Supplied material:

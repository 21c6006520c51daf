//! Loopback bot for running the gateway without a real messaging network.
//!
//! Answers every outgoing `"{keyword} {id}"` command on the destination with a
//! canned FAM record. Identifiers starting with `silent` get no answer so the
//! timeout path can be exercised by hand.

use shared_channel::{
    ChannelError, Destination, DialogInfo, DialogKind, InMemoryChannel, InboundReply,
    MessageChannel, Subscription,
};
use std::sync::Arc;
use tokio::task::JoinHandle;
use tracing::{debug, info};

/// Display name of the loopback bot.
pub const LOOPBACK_SENDER: &str = "fam_loopback_bot";

/// Identifier prefix that suppresses the reply.
pub const SILENT_PREFIX: &str = "silent";

/// Dialog id of the loopback group.
pub const LOOPBACK_DIALOG_ID: i64 = 1;

fn loopback_dialog() -> DialogInfo {
    DialogInfo::new(LOOPBACK_DIALOG_ID, "fam loopback", DialogKind::Group).pinned()
}

/// The group the gateway resolves to on a loopback channel.
pub fn loopback_destination() -> Destination {
    Destination::from(&loopback_dialog())
}

/// Build an in-memory channel with one pinned group for the gateway to target.
pub fn loopback_channel() -> Arc<InMemoryChannel> {
    Arc::new(InMemoryChannel::new().with_dialog(loopback_dialog()))
}

/// Answers commands posted by the gateway.
pub struct LoopbackResponder {
    channel: Arc<InMemoryChannel>,
    keyword: String,
    as_file: bool,
}

impl LoopbackResponder {
    pub fn new(channel: Arc<InMemoryChannel>, keyword: impl Into<String>) -> Self {
        Self {
            channel,
            keyword: keyword.into(),
            as_file: false,
        }
    }

    /// Answer with a document instead of inline text.
    pub fn with_file_replies(mut self, as_file: bool) -> Self {
        self.as_file = as_file;
        self
    }

    /// Connect, subscribe to the loopback group and answer in the background.
    pub async fn spawn(self) -> Result<JoinHandle<()>, ChannelError> {
        self.channel.connect().await?;
        let destination = loopback_destination();
        let subscription = self.channel.subscribe(&destination)?;
        info!(destination = %destination.id, as_file = self.as_file, "Loopback responder started");
        Ok(tokio::spawn(self.run(subscription)))
    }

    async fn run(self, mut subscription: Subscription) {
        while let Some(message) = subscription.recv().await {
            self.answer(&message);
        }
        debug!("Loopback responder stopped");
    }

    fn answer(&self, message: &InboundReply) {
        if !message.outgoing {
            return;
        }
        let Some(id) = message
            .body
            .as_text()
            .and_then(|text| command_argument(text, &self.keyword))
        else {
            return;
        };
        if id.to_lowercase().starts_with(SILENT_PREFIX) {
            debug!(fam_id = %id, "Staying silent");
            return;
        }

        let record = render_record(id);
        let reply_to = Some(message.message_id);
        if self.as_file {
            self.channel.post_file_reply(
                message.destination,
                LOOPBACK_SENDER,
                reply_to,
                format!("{id}.txt"),
                record.into_bytes(),
            );
        } else {
            self.channel
                .post_reply(message.destination, LOOPBACK_SENDER, reply_to, record);
        }
        debug!(fam_id = %id, reply_to = %message.message_id, "Loopback reply posted");
    }
}

fn command_argument<'a>(text: &'a str, keyword: &str) -> Option<&'a str> {
    let rest = text.trim().strip_prefix(keyword)?;
    if !rest.starts_with(char::is_whitespace) {
        return None;
    }
    let id = rest.trim();
    (!id.is_empty()).then_some(id)
}

fn render_record(id: &str) -> String {
    let name = id.split('@').next().unwrap_or(id);
    format!("FAM ID: {id}\nNAME: {name}\nUPI: {id}\nSTATUS: ACTIVE\n")
}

What is being asked: Would you print exactly and only the lines of the material above that run from the line with "self.as_file = as_file;" through the line with "let subscription = self.channel.subscribe(&destination)?;", both included?

Answer to this problem:
        self.as_file = as_file;
        self
    }

    /// Connect, subscribe to the loopback group and answer in the background.
    pub async fn spawn(self) -> Result<JoinHandle<()>, ChannelError> {
        self.channel.connect().await?;
        let destination = loopback_destination();
        let subscription = self.channel.subscribe(&destination)?;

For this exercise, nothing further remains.